Your instructions: Copy, word for word, the lines of the entries below between the one with "filename src/config.rs" and the one with "as invented values.", inclusive, and leave out everything else.

-=-=-

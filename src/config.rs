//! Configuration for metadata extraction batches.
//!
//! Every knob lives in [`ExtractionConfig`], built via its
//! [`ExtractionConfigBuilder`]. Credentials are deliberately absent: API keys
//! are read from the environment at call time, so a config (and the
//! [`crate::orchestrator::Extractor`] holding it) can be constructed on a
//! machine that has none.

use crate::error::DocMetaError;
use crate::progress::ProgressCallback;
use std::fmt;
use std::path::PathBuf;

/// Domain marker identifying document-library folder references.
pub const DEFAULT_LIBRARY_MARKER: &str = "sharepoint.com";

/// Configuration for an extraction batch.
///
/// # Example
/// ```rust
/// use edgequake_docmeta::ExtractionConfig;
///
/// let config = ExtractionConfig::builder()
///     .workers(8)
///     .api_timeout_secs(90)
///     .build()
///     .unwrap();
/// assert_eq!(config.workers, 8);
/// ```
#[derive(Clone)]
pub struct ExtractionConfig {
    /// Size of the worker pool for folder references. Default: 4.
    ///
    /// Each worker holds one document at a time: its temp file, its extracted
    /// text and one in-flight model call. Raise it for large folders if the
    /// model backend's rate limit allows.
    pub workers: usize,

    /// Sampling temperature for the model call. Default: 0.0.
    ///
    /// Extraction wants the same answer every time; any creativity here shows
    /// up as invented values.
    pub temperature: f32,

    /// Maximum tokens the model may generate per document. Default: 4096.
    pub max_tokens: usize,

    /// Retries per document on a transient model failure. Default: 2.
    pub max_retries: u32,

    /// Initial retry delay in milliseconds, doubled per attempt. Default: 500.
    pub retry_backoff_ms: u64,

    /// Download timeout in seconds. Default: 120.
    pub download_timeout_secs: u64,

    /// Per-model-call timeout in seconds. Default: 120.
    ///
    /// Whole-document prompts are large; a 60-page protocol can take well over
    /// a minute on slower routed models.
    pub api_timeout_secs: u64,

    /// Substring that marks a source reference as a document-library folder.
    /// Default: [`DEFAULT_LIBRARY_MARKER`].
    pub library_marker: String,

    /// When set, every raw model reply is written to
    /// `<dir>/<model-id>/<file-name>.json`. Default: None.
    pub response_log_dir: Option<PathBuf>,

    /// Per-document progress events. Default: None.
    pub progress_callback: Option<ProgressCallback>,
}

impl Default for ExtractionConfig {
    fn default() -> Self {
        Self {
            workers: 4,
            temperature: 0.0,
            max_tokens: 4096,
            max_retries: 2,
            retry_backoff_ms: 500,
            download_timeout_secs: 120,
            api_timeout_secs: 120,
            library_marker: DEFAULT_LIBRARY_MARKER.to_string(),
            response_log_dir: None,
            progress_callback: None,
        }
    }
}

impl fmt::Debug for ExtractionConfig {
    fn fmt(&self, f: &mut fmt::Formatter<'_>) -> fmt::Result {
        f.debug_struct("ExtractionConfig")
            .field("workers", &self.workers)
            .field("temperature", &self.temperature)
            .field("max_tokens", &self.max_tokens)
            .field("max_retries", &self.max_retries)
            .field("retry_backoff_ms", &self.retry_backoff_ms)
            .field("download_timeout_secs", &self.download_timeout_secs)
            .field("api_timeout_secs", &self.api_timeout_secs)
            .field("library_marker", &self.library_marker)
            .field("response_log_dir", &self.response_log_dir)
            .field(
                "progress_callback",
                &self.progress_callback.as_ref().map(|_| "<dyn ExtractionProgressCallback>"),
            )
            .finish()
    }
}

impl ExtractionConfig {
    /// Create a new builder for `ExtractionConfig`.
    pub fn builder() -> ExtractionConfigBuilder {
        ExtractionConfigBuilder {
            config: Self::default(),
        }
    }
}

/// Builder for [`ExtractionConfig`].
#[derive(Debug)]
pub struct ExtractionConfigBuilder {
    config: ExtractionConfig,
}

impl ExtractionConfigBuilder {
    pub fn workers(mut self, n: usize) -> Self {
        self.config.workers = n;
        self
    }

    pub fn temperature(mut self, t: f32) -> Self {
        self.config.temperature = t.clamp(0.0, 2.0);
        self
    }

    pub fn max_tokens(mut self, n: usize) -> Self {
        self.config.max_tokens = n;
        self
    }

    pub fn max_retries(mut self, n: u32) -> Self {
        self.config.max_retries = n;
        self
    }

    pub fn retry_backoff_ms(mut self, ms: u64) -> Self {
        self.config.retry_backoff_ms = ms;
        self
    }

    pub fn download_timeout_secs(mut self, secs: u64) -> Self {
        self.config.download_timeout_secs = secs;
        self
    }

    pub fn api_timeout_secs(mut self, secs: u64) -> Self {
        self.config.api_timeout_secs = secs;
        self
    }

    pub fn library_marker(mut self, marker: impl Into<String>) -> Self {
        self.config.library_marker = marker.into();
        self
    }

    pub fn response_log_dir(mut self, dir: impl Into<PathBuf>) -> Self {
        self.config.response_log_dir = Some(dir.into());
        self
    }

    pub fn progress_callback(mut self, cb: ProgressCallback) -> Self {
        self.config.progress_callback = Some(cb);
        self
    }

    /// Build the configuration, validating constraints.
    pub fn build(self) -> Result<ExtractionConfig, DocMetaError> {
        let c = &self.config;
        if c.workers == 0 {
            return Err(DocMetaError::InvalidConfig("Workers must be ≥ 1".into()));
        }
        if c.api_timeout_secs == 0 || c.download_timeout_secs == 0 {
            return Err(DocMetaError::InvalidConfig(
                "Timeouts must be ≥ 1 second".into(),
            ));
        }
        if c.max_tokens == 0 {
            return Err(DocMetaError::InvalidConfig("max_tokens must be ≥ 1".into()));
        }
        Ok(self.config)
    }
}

-=-=-

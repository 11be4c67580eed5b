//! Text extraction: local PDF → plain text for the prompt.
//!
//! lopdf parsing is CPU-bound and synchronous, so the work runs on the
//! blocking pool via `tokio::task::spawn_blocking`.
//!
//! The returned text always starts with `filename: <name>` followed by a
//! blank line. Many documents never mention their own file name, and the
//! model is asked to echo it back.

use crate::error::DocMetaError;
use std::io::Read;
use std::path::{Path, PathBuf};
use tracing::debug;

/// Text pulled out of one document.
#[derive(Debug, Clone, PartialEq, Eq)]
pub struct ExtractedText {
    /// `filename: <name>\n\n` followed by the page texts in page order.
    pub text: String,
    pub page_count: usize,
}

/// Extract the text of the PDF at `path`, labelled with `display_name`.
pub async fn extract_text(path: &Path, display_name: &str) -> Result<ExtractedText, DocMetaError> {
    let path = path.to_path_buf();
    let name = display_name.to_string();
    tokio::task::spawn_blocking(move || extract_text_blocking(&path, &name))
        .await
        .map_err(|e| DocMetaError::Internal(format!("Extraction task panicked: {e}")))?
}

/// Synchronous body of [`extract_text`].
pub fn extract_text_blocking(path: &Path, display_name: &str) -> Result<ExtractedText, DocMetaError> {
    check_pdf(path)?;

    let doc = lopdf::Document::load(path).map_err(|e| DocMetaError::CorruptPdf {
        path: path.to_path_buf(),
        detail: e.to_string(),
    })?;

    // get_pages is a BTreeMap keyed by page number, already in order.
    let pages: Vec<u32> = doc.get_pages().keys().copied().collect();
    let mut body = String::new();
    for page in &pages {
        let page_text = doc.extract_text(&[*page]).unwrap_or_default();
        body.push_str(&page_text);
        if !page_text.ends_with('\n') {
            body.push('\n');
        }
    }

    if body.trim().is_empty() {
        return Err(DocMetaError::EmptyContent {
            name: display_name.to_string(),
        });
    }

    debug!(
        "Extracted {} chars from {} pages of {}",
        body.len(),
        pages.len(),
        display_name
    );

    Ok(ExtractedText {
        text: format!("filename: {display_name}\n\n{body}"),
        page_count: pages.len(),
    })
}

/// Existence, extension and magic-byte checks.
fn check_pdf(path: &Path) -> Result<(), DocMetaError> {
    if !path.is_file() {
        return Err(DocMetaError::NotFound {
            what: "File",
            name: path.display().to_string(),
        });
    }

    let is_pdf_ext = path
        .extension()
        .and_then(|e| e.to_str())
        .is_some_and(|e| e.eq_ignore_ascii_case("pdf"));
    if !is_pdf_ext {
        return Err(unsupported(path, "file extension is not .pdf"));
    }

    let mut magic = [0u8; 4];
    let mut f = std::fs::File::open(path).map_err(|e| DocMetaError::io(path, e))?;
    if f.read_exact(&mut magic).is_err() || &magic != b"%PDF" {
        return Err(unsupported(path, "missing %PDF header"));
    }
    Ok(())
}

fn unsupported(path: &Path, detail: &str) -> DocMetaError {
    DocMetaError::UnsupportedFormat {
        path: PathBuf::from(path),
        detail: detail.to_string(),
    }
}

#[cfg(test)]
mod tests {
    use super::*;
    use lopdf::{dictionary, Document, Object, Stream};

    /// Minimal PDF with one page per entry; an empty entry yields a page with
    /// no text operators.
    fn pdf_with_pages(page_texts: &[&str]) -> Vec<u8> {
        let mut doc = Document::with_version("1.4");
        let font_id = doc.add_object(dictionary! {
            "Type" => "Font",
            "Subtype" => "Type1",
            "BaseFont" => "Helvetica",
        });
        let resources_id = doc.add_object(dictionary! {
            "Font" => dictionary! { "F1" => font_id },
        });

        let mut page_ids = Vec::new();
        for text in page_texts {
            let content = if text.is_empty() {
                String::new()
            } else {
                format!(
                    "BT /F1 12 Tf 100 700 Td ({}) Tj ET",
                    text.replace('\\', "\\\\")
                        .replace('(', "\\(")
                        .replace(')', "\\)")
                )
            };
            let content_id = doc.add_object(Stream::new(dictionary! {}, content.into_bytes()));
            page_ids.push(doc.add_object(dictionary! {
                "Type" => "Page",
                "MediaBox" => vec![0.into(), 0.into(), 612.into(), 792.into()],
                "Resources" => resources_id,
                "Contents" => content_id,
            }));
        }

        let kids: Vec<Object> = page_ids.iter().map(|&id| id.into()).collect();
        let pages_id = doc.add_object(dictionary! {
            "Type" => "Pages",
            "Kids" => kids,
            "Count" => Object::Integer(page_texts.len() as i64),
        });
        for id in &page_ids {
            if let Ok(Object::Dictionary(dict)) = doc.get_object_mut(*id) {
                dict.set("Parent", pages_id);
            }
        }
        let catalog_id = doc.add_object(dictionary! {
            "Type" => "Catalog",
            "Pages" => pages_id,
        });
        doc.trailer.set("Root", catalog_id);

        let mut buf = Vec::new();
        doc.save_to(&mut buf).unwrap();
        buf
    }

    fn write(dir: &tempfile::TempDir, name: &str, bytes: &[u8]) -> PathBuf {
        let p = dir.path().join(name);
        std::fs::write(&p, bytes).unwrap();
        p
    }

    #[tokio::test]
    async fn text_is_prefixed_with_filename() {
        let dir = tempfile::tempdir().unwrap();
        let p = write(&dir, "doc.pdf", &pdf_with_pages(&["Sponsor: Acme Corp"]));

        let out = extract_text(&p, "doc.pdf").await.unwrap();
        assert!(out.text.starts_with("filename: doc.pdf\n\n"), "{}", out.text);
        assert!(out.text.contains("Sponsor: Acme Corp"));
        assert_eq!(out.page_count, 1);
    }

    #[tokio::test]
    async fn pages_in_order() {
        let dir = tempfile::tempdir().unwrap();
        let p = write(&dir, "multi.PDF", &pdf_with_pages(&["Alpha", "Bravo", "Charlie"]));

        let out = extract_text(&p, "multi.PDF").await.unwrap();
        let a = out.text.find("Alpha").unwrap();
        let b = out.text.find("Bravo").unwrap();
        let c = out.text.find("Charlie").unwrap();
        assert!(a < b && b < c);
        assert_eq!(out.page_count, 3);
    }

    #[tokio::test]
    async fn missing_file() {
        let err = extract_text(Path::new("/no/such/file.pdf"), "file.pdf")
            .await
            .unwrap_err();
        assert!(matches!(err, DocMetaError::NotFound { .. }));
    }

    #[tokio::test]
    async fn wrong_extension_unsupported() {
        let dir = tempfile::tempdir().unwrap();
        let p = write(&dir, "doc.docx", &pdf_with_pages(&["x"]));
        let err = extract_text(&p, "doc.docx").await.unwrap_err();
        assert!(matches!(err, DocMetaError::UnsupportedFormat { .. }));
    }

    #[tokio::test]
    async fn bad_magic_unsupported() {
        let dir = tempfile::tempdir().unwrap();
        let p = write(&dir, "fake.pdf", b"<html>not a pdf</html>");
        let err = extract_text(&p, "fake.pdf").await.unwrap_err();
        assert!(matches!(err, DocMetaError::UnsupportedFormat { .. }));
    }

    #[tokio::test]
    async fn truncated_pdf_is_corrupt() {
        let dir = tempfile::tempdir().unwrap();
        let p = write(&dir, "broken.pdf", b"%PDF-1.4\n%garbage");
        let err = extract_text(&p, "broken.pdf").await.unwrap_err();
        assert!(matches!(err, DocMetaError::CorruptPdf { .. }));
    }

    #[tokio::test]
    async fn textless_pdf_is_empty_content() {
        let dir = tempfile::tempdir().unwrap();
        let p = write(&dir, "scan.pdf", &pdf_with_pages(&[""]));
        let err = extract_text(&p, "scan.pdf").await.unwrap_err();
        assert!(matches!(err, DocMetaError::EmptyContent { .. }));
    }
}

-=-=-

Completed task:
filename src/config.rs
//! Configuration for metadata extraction batches.
//!
//! Every knob lives in [`ExtractionConfig`], built via its
//! [`ExtractionConfigBuilder`]. Credentials are deliberately absent: API keys
//! are read from the environment at call time, so a config (and the
//! [`crate::orchestrator::Extractor`] holding it) can be constructed on a
//! machine that has none.

use crate::error::DocMetaError;
use crate::progress::ProgressCallback;
use std::fmt;
use std::path::PathBuf;

/// Domain marker identifying document-library folder references.
pub const DEFAULT_LIBRARY_MARKER: &str = "sharepoint.com";

/// Configuration for an extraction batch.
///
/// # Example
/// ```rust
/// use edgequake_docmeta::ExtractionConfig;
///
/// let config = ExtractionConfig::builder()
///     .workers(8)
///     .api_timeout_secs(90)
///     .build()
///     .unwrap();
/// assert_eq!(config.workers, 8);
/// ```
#[derive(Clone)]
pub struct ExtractionConfig {
    /// Size of the worker pool for folder references. Default: 4.
    ///
    /// Each worker holds one document at a time: its temp file, its extracted
    /// text and one in-flight model call. Raise it for large folders if the
    /// model backend's rate limit allows.
    pub workers: usize,

    /// Sampling temperature for the model call. Default: 0.0.
    ///
    /// Extraction wants the same answer every time; any creativity here shows
    /// up as invented values.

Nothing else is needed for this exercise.